The second most popular option is the PAm Clover Mix. Unlike the rapid fall growth of the Mustard Mix, it grows very slowly over the winter. Depending on planting date, bloom will begin in March and can be prolonged with irrigation or rainfall. Clovers are nitrogen fixing. Crimson Clover, for example, will add 100-150 pounds of nitrogen per acre to the soil. It should also be noted that clovers are abundant sources of nectar for bees.
15% Annual Medic
17% Balansa Clover
25% Persian Clover
10% Crimson Clover
25% Berseem Clover
8% Hykon Rose Clover
15 lbs/acre for broadcast planting
10 lbs/acre rate for drill planting
The best method for planting is direct seeding with drill equipment. If broadcast seeding is the only option then a good, fine seed bed is desirable since most of the seeds are very small like alfalfa. Ideally the soil should be disked, cultipacked with a ring roller, planted and rolled a second time. Clovers grow slower than mustards so an application of grass specific herbicide may benefit this mix from competition with grasses.
Use a grain drill, no till drill, broadcaster, or even a hand-held broadcaster on small areas to evenly distribute the seed. No fertilizer needed. If able to irrigate, ensure the root zone has available water until the roots reach 6” depth.
After Sept. 10th through Nov. 10th, while soil is still warm (above 55⁰). However, earlier plantings of seed receive more seasonal rain thus reducing irrigation requirements. Plant no more than 1/8” to 1/4” deep. Plant in-between tree rows, fence lines, fallow areas where trees are taken out of production, and in orchard margins or borders.

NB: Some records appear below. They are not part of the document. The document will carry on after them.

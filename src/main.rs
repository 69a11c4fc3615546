use std::io;

use anyhow::Context;
use clap::{Parser, ValueEnum};

use table_finder::display::sink::{ConsoleSink, JsonSink, ReportSink, report};
use table_finder::domain::fit_search::{find_all, find_one};
use table_finder::domain::party_size::PartySize;
use table_finder::input::prompt::prompt_party_size;
use table_finder::loader::layouts::BuiltinLayout;
use table_finder::{load_grid, logger};

#[derive(Debug, Clone, Copy, ValueEnum)]
enum Mode {
    /// First table that fits.
    One,
    /// Every fitting table and adjacent pair.
    All,
}

/// Finds restaurant tables, or pairs of adjacent tables, for a party.
#[derive(Debug, Parser)]
#[command(version, about)]
struct Cli {
    /// JSON grid file to search instead of a built-in layout.
    #[arg(long, conflicts_with = "layout")]
    grid: Option<String>,

    /// Built-in layout to search.
    #[arg(long, value_enum, default_value = "occupied")]
    layout: BuiltinLayout,

    #[arg(long, value_enum, default_value = "all")]
    mode: Mode,

    /// Party size; prompted for interactively when omitted.
    #[arg(long)]
    party_size: Option<PartySize>,

    /// Print the results as JSON.
    #[arg(long)]
    json: bool,
}

fn main() -> anyhow::Result<()> {
    let cli = Cli::parse();

    logger::init();
    log::info!("Logger initialized. Starting table finder.");

    let grid = match &cli.grid {
        Some(path) => load_grid(path).with_context(|| format!("Could not load grid from '{}'", path))?,
        None => cli.layout.load().with_context(|| format!("Could not load built-in layout {:?}", cli.layout))?,
    };

    let mut sink: Box<dyn ReportSink> = if cli.json { Box::new(JsonSink::new(io::stdout())) } else { Box::new(ConsoleSink::new(io::stdout())) };

    sink.show_layout(&grid)?;

    let party_size = match cli.party_size {
        Some(party_size) => party_size,
        // Keep stdout clean for the JSON document.
        None if cli.json => prompt_party_size(&mut io::stdin().lock(), &mut io::stderr())?,
        None => prompt_party_size(&mut io::stdin().lock(), &mut io::stdout())?,
    };

    let results: Vec<_> = match cli.mode {
        Mode::One => find_one(&grid, party_size)?.into_iter().collect(),
        Mode::All => find_all(&grid, party_size)?,
    };

    report(sink.as_mut(), &grid, party_size, &results)?;

    Ok(())
}
use crate::domain::fit_search::FitResult;
use crate::domain::grid::{OccupancyGrid, SlotState, TimeslotId};
use crate::domain::utils::id::TableId;
use crate::error::Result;

/// What a cell of an annotated layout shows.
#[derive(Debug, Clone, Copy, PartialEq, Eq)]
pub enum CellMark {
    Open,
    Occupied,
    /// Offered as a single table.
    Selected,
    /// Offered as half of a joined pair.
    Joined,
}

impl CellMark {
    pub fn symbol(&self) -> char {
        match self {
            CellMark::Open => 'o',
            CellMark::Occupied => 'x',
            CellMark::Selected => '*',
            CellMark::Joined => '-',
        }
    }
}

impl From<SlotState> for CellMark {
    fn from(state: SlotState) -> Self {
        match state {
            SlotState::Open => CellMark::Open,
            SlotState::Occupied => CellMark::Occupied,
        }
    }
}

#[derive(Debug, Clone, PartialEq, Eq)]
pub struct AnnotatedRow {
    pub timeslot: TimeslotId,
    pub cells: Vec<CellMark>,
}

/// A display copy of an occupancy grid with the offered seatings marked.
#[derive(Debug, Clone, PartialEq, Eq)]
pub struct AnnotatedGrid {
    pub tables: Vec<TableId>,
    pub rows: Vec<AnnotatedRow>,
}

impl AnnotatedGrid {
    fn mark(&mut self, timeslot: TimeslotId, position: usize, mark: CellMark) {
        if let Some(cell) = self.rows.iter_mut().find(|row| row.timeslot == timeslot).and_then(|row| row.cells.get_mut(position)) {
            // A cell offered on its own keeps that mark.
            if *cell != CellMark::Selected {
                *cell = mark;
            }
        }
    }
}

impl From<&OccupancyGrid> for AnnotatedGrid {
    fn from(grid: &OccupancyGrid) -> Self {
        AnnotatedGrid {
            tables: grid.get_tables().iter().map(|table| table.get_id().clone()).collect(),
            rows: grid
                .get_timeslots()
                .iter()
                .map(|slot| AnnotatedRow { timeslot: slot.get_id(), cells: slot.get_states().iter().map(|&state| CellMark::from(state)).collect() })
                .collect(),
        }
    }
}

/// Produces an annotated copy of `grid`: single matches are marked selected,
/// both cells of a pair match are marked joined. `grid` itself is not touched.
///
/// # Returns
/// `Error::InvalidTable` if a result names a table outside of the schema.
pub fn annotate(grid: &OccupancyGrid, results: &[FitResult]) -> Result<AnnotatedGrid> {
    let mut annotated = AnnotatedGrid::from(grid);

    for result in results {
        let mark = match result {
            FitResult::Single { .. } => CellMark::Selected,
            FitResult::Pair { .. } => CellMark::Joined,
        };

        for (table_id, timeslot) in result.cells() {
            let position = grid.get_table(table_id)?.get_position();
            annotated.mark(timeslot, position, mark);
        }
    }

    Ok(annotated)
}

#[cfg(test)]
mod tests {
    use super::*;
    use crate::error::Error;
    use crate::domain::grid::SlotState::{Occupied as X, Open as O};

    fn grid() -> OccupancyGrid {
        OccupancyGrid::new(&["T1(2)", "T2(4)", "T3(2)"], vec![(1, vec![O, O, X]), (2, vec![O, O, O])]).unwrap()
    }

    #[test]
    fn test_annotate_marks_singles_and_pairs() {
        let grid = grid();
        let results = vec![
            FitResult::Single { table: TableId::new("T2(4)"), timeslot: 1 },
            FitResult::Pair { first: TableId::new("T2(4)"), second: TableId::new("T3(2)"), timeslot: 2, combined_capacity: 6 },
        ];

        let annotated = annotate(&grid, &results).unwrap();

        assert_eq!(annotated.rows[0].cells, vec![CellMark::Open, CellMark::Selected, CellMark::Occupied]);
        assert_eq!(annotated.rows[1].cells, vec![CellMark::Open, CellMark::Joined, CellMark::Joined]);
    }

    #[test]
    fn test_annotate_leaves_source_grid_untouched() {
        let grid = grid();
        let before = grid.get_timeslots().to_vec();

        annotate(&grid, &[FitResult::Single { table: TableId::new("T1(2)"), timeslot: 2 }]).unwrap();

        assert_eq!(grid.get_timeslots(), before.as_slice());
    }

    #[test]
    fn test_annotate_unknown_table() {
        let result = annotate(&grid(), &[FitResult::Single { table: TableId::new("T9(0)"), timeslot: 1 }]);
        assert!(matches!(result, Err(Error::InvalidTable(_))));
    }
}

14 days with enough moisture, will grow slow through the winter.
Early March and will continue through mid-April or a little later depending on rainfall patterns.
This mix should be allowed to grow into May and June so it sets seeds and to provide the longest bloom possible. Thereafter, it can be mowed, disked and killed. To encourage reseeding, do not chip or disk but roll to push seeds into ground.